1. A method, implemented at a computer system that includes at least one processor, for modeling and controlling physical material flow relationships between injector wells and producer wells in a reservoir to improve performance of the reservoir, the method comprising:
- receiving, from one or more hardware-based sensors distributed in one or more locations within the reservoir, sensor data indicating a material flow rate currently present at each sensor location;
  
  calculating pressure distribution within the reservoir using a stationary pressure algorithm to identify variations of pressure at the one or more locations within the reservoir using the received sensor data;
  
  applying the calculated pressure distribution as an input to a tracer algorithm for at least one injector well and for at least one producer well to identify tracer flow values for materials flowing from a seed point in the injector well to the producer well, the tracer flow values providing an indication of material flow volume attributable to the seed point;
  
  combining the identified tracer flow values to generate one or more well allocation factors representing relationships in material flow through inter-well connections between the injector well and the producer well, the well allocation factors providing a material flow strength measurement;
  
  determining a current material flow efficiency level of each inter-well connection using a fractional flow model that incorporates as input the determined material flow strength measurement, the fractional flow model specifying the fraction of material flow in the producer well that originated from the injector well and traveled through a specified inter-well connection;
  
  providing the determined current material flow efficiency levels of the inter-well connections to an injection and/or production controller, which regulates material flow through the injector well and/or the producer well according to the determined current material flow efficiency levels; and
  
  controlling material flow through the injector well based on the determined current material flow efficiency levels of the inter-well connections to thereby improve performance of the reservoir,wherein if the determined current efficiency is above a determined efficiency measurement, controlling material flow through the injector well comprises increasing an amount of flow material injected through the injector well, andwherein if the determined current efficiency is below the determined efficiency measurement, controlling material flow through the injector well comprises decreasing the amount of flow material injected through the injector well.
- View Dependent Claims (2, 3, 4, 5, 6, 7, 8, 9, 10, 11)
- - 2. The method of claim 1, wherein the reservoir is under secondary recovery.
  - 3. The method of claim 2, further comprising forecasting production-injection behavior for the reservoir under secondary recovery for a specified period of time in the future.
  - 4. The method of claim 3, wherein forecasting production-injection behavior for the reservoir under secondary recovery for a specified period of time in the future comprises the following:
    - accessing the determined efficiency indication for each inter-well connection;
      
      estimating the future oil, water or gas rates of the producer well and the injector well based on target liquid flow rates obtained by;
      
      setting a target liquid flow rate for each producer well and injector well for a desired forecast time;
      
      updating the strength and efficiencies of inter-well connections using the determined efficiency indication; and
      
      estimating one or more new oil, water and gas rates of the producer wells and the injector wells using the material flow strength measurement, the determined efficiency indication and the liquid rate target.

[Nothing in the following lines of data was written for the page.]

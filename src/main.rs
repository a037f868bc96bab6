//! Demo driver: a simulated depth camera run through the full lifecycle.

use std::time::Duration;

use color_eyre::{eyre::eyre, Result};
use tracing::{debug, info};

use depthcam::transport::sim::SimTransport;
use depthcam::transport::SensorSocket;
use depthcam::{DepthCamera, StreamKind};

#[tokio::main]
async fn main() -> Result<()> {
    // Initialize error handling and logging
    color_eyre::install()?;
    tracing_subscriber::fmt()
        .with_env_filter("depthcam=debug")
        .with_timer(tracing_subscriber::fmt::time::uptime())
        .init();

    info!("depthcam launching...");

    // One simulated device with a full sensor complement
    let mut transport = SimTransport::new();
    let handle = transport.add_device(
        "14442C10D13EABCE00",
        "OAK-D",
        &[SensorSocket::Rgb, SensorSocket::Left, SensorSocket::Right],
    );
    handle.set_auto_frames(true);

    let camera = DepthCamera::new(transport);
    info!(devices = camera.device_count(), "enumeration complete");

    camera.init_device(1, true);
    if !camera.is_initialized() {
        return Err(eyre!("simulated device failed to open"));
    }
    info!(
        name = %camera.device_name(),
        color = camera.has_color(),
        depth = camera.has_depth(),
        "device ready"
    );

    // Enable both streams; the pipeline is built on the first tick
    let color_cfg = camera
        .stream_configs(StreamKind::Color)
        .into_iter()
        .find(|cfg| cfg.label == "1920 x 1080")
        .ok_or_else(|| eyre!("missing color tier"))?;
    let depth_cfg = camera
        .stream_configs(StreamKind::Depth)
        .into_iter()
        .find(|cfg| cfg.label == "1280 x 800")
        .ok_or_else(|| eyre!("missing depth tier"))?;
    camera.enable_stream(&color_cfg, false);
    camera.enable_stream(&depth_cfg, false);

    let mut ticks = tokio::time::interval(Duration::from_millis(33));
    let mut frames: u64 = 0;

    loop {
        tokio::select! {
            _ = ticks.tick() => {
                let output = camera.tick();
                if output.color.is_some() || output.depth.is_some() {
                    frames += 1;
                }
                if let Some(metadata) = &output.metadata {
                    if frames % 30 == 1 {
                        debug!(metadata = %serde_json::to_string(metadata)?, "tick");
                    }
                }
            }
            _ = tokio::signal::ctrl_c() => {
                info!(frames, "shutting down");
                break;
            }
        }
    }

    Ok(())
}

  - 5. The method of claim 2, further comprising optimizing production-injection strategy for the reservoir, including performing the following:
    - accessing the determined efficiency indication for each inter-well connection;
      
      accessing a set of production and/or injection constraints including well or well group constraints that are applied to flow rates for oil, water, or gas;
      
      identifying an objective function for the optimization, which depends on the liquid, oil, water or gas production or injection rates of the wells or well groups; and
      
      generating an optimized set of target liquid flow rates for each producer well and injector well obtained by;
      
      estimating a set of target liquid flow rates for each producer well and injector well in the reservoir;
      
      calculating a corresponding forecasted production and injection rate;
      
      calculating a corresponding value for the identified objective function; and
      
      using an optimization algorithm to update the set of target liquid flow rates for each producer well and injector well until at least one of the following has occurred;
      
      the desired objective has been reached or a stopping criterion has been reached.
  - 6. The method of claim 5, wherein optimizing production-injection strategy for the reservoir includes an optimization engine evaluating different values against the well constraints to determine optimal operational changes for each well.
  - 7. The method of claim 6, wherein the determined optimal operational changes automatically cause an increased or decreased injection rate for at least one well in the reservoir.
  - 8. The method of claim 1, wherein physical material flow relationships are modeled between at least one well and an aquifer in the reservoir.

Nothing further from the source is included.